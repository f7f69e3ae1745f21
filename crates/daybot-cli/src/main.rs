//! Daybot CLI — entry point.
//!
//! # Commands
//!
//! - `daybot chat [-m MESSAGE]` — chat with the assistant (single-shot or REPL)
//! - `daybot onboard` — initialize the config file
//! - `daybot status` — show the effective configuration

mod helpers;
mod onboard;
mod repl;
mod status;

use std::sync::Arc;

use anyhow::{Context, Result};
use clap::{Parser, Subcommand};
use tracing::info;

use daybot_agent::tools::{
    AddEventTool, AddTaskTool, AgendaStore, ClockTool, CompleteTaskTool, EchoTool,
    ListEventsTool, ListTasksTool,
};
use daybot_agent::{AgentLoop, PromptBuilder, ToolRegistry};
use daybot_core::config::{load_config, Config};
use daybot_core::transcript::Transcript;
use daybot_core::types::Message;
use daybot_providers::{HttpChatClient, RequestOptions};

// ─────────────────────────────────────────────
// CLI definition
// ─────────────────────────────────────────────

/// 🗓 Daybot — a day-planning AI assistant
#[derive(Parser)]
#[command(name = "daybot", version, about, long_about = None)]
struct Cli {
    #[command(subcommand)]
    command: Commands,
}

#[derive(Subcommand)]
enum Commands {
    /// Chat with the assistant (single-shot or interactive REPL)
    Chat {
        /// Single message (non-interactive). Omit for REPL mode.
        #[arg(short, long)]
        message: Option<String>,

        /// Enable debug logging
        #[arg(long, default_value_t = false)]
        logs: bool,
    },

    /// Initialize the configuration file
    Onboard,

    /// Show the effective configuration
    Status,
}

// ─────────────────────────────────────────────
// Entrypoint
// ─────────────────────────────────────────────

#[tokio::main]
async fn main() -> Result<()> {
    let cli = Cli::parse();

    match cli.command {
        Commands::Chat { message, logs } => {
            init_logging(logs);
            run_chat(message).await
        }
        Commands::Onboard => onboard::run(),
        Commands::Status => status::run(),
    }
}

// ─────────────────────────────────────────────
// Chat command
// ─────────────────────────────────────────────

async fn run_chat(message: Option<String>) -> Result<()> {
    let config = load_config(None);
    let agent = build_agent_loop(&config);
    let system_prompt =
        PromptBuilder::new(config.agent.name.as_str()).build_system_prompt(agent.tools());

    let mut transcript = Transcript::new();
    transcript.append(Message::system(system_prompt.clone()));

    match message {
        Some(msg) => {
            // Single-shot mode
            info!("processing single message");
            let response = agent
                .process(&mut transcript, &msg)
                .await
                .context("agent turn failed")?;
            helpers::print_response(&response);
            Ok(())
        }
        None => {
            // Interactive REPL mode
            repl::run(agent, transcript, &system_prompt).await
        }
    }
}

/// Build an `AgentLoop` from the loaded configuration.
pub fn build_agent_loop(config: &Config) -> AgentLoop {
    let client = Arc::new(HttpChatClient::new(
        config.provider.api_base.as_str(),
        config.provider.api_key.as_str(),
        config.agent.model.as_str(),
    ));

    let agenda = Arc::new(AgendaStore::new());
    let mut tools = ToolRegistry::new();
    tools.register(Arc::new(EchoTool));
    tools.register(Arc::new(ClockTool));
    tools.register(Arc::new(ListEventsTool::new(agenda.clone())));
    tools.register(Arc::new(AddEventTool::new(agenda.clone())));
    tools.register(Arc::new(ListTasksTool::new(agenda.clone())));
    tools.register(Arc::new(AddTaskTool::new(agenda.clone())));
    tools.register(Arc::new(CompleteTaskTool::new(agenda)));

    let options = RequestOptions {
        max_tokens: config.agent.max_tokens,
        temperature: config.agent.temperature,
        deterministic: config.agent.deterministic,
    };

    AgentLoop::new(
        client,
        tools,
        Some(config.agent.model.clone()),
        Some(config.agent.max_depth as usize),
        Some(options),
    )
}

/// Initialize tracing/logging.
fn init_logging(verbose: bool) {
    use tracing_subscriber::EnvFilter;

    let filter = if verbose {
        EnvFilter::new("daybot=debug,info")
    } else {
        EnvFilter::new("warn")
    };

    tracing_subscriber::fmt()
        .with_env_filter(filter)
        .with_target(false)
        .compact()
        .init();
}

// ─────────────────────────────────────────────
// Tests
// ─────────────────────────────────────────────

#[cfg(test)]
mod tests {
    use super::*;

    #[test]
    fn test_build_agent_loop_registers_default_tools() {
        let config = Config::default();
        let agent = build_agent_loop(&config);

        let names = agent.tools().tool_names();
        assert_eq!(
            names,
            vec![
                "echo",
                "clock",
                "list_events",
                "add_event",
                "list_tasks",
                "add_task",
                "complete_task"
            ]
        );
    }

    #[test]
    fn test_build_agent_loop_uses_configured_model() {
        let mut config = Config::default();
        config.agent.model = "custom-model".to_string();
        let agent = build_agent_loop(&config);
        assert_eq!(agent.model(), "custom-model");
    }
}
====
Only a number is needed here: how many lines of the data include the word "custom"?

2